When she ’s gone, they wave to the other side of the parking lot, and some more people arrive. With in their hand a can of Redbull or a role they had just bought they curiously look for the new stuff that ’s been brought. The bags are emptied to see if there ’s anything after their liking.
It looks like a family outing, and I can’t really put into words what I feel about it. Is this surviving or just a clever way of getting your stuff? I don’t know what to think about it. I think of the struggle we sometimes have if one of us asks himself why we have come here in the first place? Sometimes it seems so hopeless to see how people live and are just stuck in poverty and…
Suddenly a girl runs back to the shopping carts and a baby is being pulled out of a buggy; apparently he woke up.
My ten minutes are over and when I pass by while leaving I catch the glimpse of a girl, about 15 years old.

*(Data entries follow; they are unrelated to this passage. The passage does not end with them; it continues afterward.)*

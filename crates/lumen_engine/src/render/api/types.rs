//! Backend-agnostic resource identifiers and pipeline state enums

use bitflags::bitflags;
use serde::{Deserialize, Serialize};
use slotmap::new_key_type;

use crate::foundation::math::{Mat4, Vec3, Vec4};

new_key_type! {
    /// Handle to a GPU buffer (vertex or index data)
    pub struct BufferId;
    /// Handle to a vertex array object
    pub struct VertexArrayId;
    /// Handle to a texture object
    pub struct TextureId;
    /// Handle to a framebuffer object
    pub struct FramebufferId;
    /// Handle to a linked shader program
    pub struct ShaderId;
}

/// Which binding point a buffer is created for
#[derive(Debug, Clone, Copy, PartialEq, Eq, Hash)]
pub enum BufferKind {
    /// Per-vertex attribute data
    Vertex,
    /// 32-bit element indices
    Index,
}

/// How often a buffer's contents are expected to change
#[derive(Debug, Clone, Copy, PartialEq, Eq, Hash)]
pub enum BufferUsage {
    /// Uploaded once at creation
    Static,
    /// Rewritten every batch
    Dynamic,
}

/// Creation parameters for a GPU buffer
#[derive(Debug, Clone, Copy, PartialEq, Eq)]
pub struct BufferDescriptor {
    /// Binding point
    pub kind: BufferKind,
    /// Update frequency hint
    pub usage: BufferUsage,
    /// Size in bytes
    pub size: usize,
}

/// Texel formats understood by the renderer core
#[derive(Debug, Clone, Copy, PartialEq, Eq, Hash, Serialize, Deserialize)]
pub enum TextureFormat {
    /// 8-bit RGB
    Rgb8,
    /// 8-bit RGBA
    Rgba8,
    /// Single-channel signed integer, used for entity picking
    RedInteger,
    /// Combined 24-bit depth and 8-bit stencil
    Depth24Stencil8,
    /// 32-bit float depth, used for shadow maps
    Depth32F,
}

impl TextureFormat {
    /// Whether the format is a depth (or depth-stencil) format
    pub fn is_depth(self) -> bool {
        matches!(self, Self::Depth24Stencil8 | Self::Depth32F)
    }

    /// Bytes per texel when uploading pixel data
    pub fn bytes_per_texel(self) -> usize {
        match self {
            Self::Rgb8 => 3,
            Self::Rgba8 | Self::RedInteger | Self::Depth24Stencil8 | Self::Depth32F => 4,
        }
    }
}

/// Texture dimensionality
#[derive(Debug, Clone, Copy, PartialEq, Eq, Hash)]
pub enum TextureKind {
    /// Regular 2D texture
    Texture2D,
    /// Six-faced cube map
    Cube,
}

/// Minification / magnification filter
#[derive(Debug, Clone, Copy, PartialEq, Eq, Hash, Default)]
pub enum TextureFilter {
    /// Bilinear filtering
    #[default]
    Linear,
    /// Point sampling
    Nearest,
}

/// Creation parameters for a texture
#[derive(Debug, Clone, Copy, PartialEq, Eq)]
pub struct TextureDescriptor {
    /// Dimensionality
    pub kind: TextureKind,
    /// Texel format
    pub format: TextureFormat,
    /// Width in texels
    pub width: u32,
    /// Height in texels
    pub height: u32,
    /// Sample count, 1 for non-multisampled
    pub samples: u32,
    /// Sampling filter
    pub filter: TextureFilter,
}

impl TextureDescriptor {
    /// Single-sampled 2D texture with linear filtering
    pub fn texture_2d(format: TextureFormat, width: u32, height: u32) -> Self {
        Self {
            kind: TextureKind::Texture2D,
            format,
            width,
            height,
            samples: 1,
            filter: TextureFilter::Linear,
        }
    }

    /// Cube map whose faces are `size` x `size`
    pub fn cube(format: TextureFormat, size: u32) -> Self {
        Self {
            kind: TextureKind::Cube,
            format,
            width: size,
            height: size,
            samples: 1,
            filter: TextureFilter::Linear,
        }
    }

    /// Number of faces the texture stores
    pub fn layer_count(&self) -> usize {
        match self.kind {
            TextureKind::Texture2D => 1,
            TextureKind::Cube => 6,
        }
    }
}

/// Framebuffer attachment point
#[derive(Debug, Clone, Copy, PartialEq, Eq, Hash)]
pub enum AttachmentPoint {
    /// Color attachment N
    Color(u32),
    /// Depth attachment
    Depth,
    /// Packed depth-stencil attachment
    DepthStencil,
}

/// Result of a framebuffer completeness check
#[derive(Debug, Clone, Copy, PartialEq, Eq)]
pub enum FramebufferStatus {
    /// Usable as a render target
    Complete,
    /// No attachments at all
    MissingAttachment,
    /// Attachments disagree in size or sample count
    IncompleteDimensions,
    /// Backend-specific failure
    Unsupported,
}

/// Primitive assembly mode for non-indexed draws
#[derive(Debug, Clone, Copy, PartialEq, Eq, Hash)]
pub enum PrimitiveTopology {
    /// Independent triangles
    Triangles,
    /// Independent line segments
    Lines,
}

/// Color blending configuration
#[derive(Debug, Clone, Copy, PartialEq, Eq, Hash)]
pub enum BlendMode {
    /// Blending disabled
    Disabled,
    /// Standard `src_alpha, 1 - src_alpha` blending
    Alpha,
    /// Additive blending
    Additive,
}

/// Face culling configuration
#[derive(Debug, Clone, Copy, PartialEq, Eq, Hash)]
pub enum CullMode {
    /// No culling
    None,
    /// Cull back faces
    Back,
    /// Cull front faces (used by the shadow pass)
    Front,
}

/// Stencil operation applied when the stencil test passes
#[derive(Debug, Clone, Copy, PartialEq, Eq, Hash)]
pub enum StencilOp {
    /// Leave the stencil buffer untouched
    Keep,
    /// Write the reference value
    Replace,
    /// Clear to zero
    Zero,
}

bitflags! {
    /// Buffers cleared by `clear`
    #[derive(Debug, Clone, Copy, PartialEq, Eq, Hash)]
    pub struct ClearFlags: u32 {
        /// Color attachments
        const COLOR = 1 << 0;
        /// Depth attachment
        const DEPTH = 1 << 1;
        /// Stencil attachment
        const STENCIL = 1 << 2;
    }
}

/// A uniform value addressed by name
#[derive(Debug, Clone, PartialEq)]
pub enum UniformValue {
    /// Single integer (also used for sampler bindings)
    Int(i32),
    /// Integer array, typically a sampler array
    IntArray(Vec<i32>),
    /// Single float
    Float(f32),
    /// Three-component vector
    Vec3(Vec3),
    /// Four-component vector
    Vec4(Vec4),
    /// 4x4 matrix
    Mat4(Mat4),
}

/// Source bundle handed to the backend when a shader program is created
#[derive(Debug, Clone, PartialEq, Eq)]
pub struct ShaderDescriptor {
    /// Library name, also used in diagnostics
    pub name: String,
    /// Opaque vertex stage source
    pub vertex_source: String,
    /// Opaque fragment stage source
    pub fragment_source: String,
}

impl ShaderDescriptor {
    /// Descriptor with empty stage sources, enough for backends that ship
    /// their own built-in programs
    pub fn named(name: impl Into<String>) -> Self {
        Self {
            name: name.into(),
            vertex_source: String::new(),
            fragment_source: String::new(),
        }
    }
}

#[cfg(test)]
mod tests {
    use super::*;

    #[test]
    fn test_depth_formats() {
        assert!(TextureFormat::Depth24Stencil8.is_depth());
        assert!(TextureFormat::Depth32F.is_depth());
        assert!(!TextureFormat::RedInteger.is_depth());
    }

    #[test]
    fn test_cube_layer_count() {
        assert_eq!(TextureDescriptor::cube(TextureFormat::Rgba8, 16).layer_count(), 6);
        assert_eq!(TextureDescriptor::texture_2d(TextureFormat::Rgba8, 16, 16).layer_count(), 1);
    }

    #[test]
    fn test_clear_flags_combine() {
        let flags = ClearFlags::COLOR | ClearFlags::DEPTH;
        assert!(flags.contains(ClearFlags::DEPTH));
        assert!(!flags.contains(ClearFlags::STENCIL));
    }
}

I think of my girls that I will pick up from school in a moment, but here I see a girl near the shopping carts with a sigaret in her mouth, feeding her baby. I send up a prayer for her, and keep thinking about her for quite a while.
After I picked up Christy it has become dark already, and I decide to pass by once more. I ‘m just curious how they left the place there. To my suprise they are still there and I see them clean up what ’s left into the containers. I park the car at some distance and tell Christy what I saw earlier. A little boy of about five years old with the most beautiful brown eyes comes up to us and when I openup the window, he asks me: did you come to bring clothes? When I say ‘no’, he runs away, back to the family outing. To me it seems terrible to have to live like that, but to them every bag that arrives seems to be a party.
I still don’t know what to think of it, and I just leave it be. At least it keeps me thinking, and that makes me pray.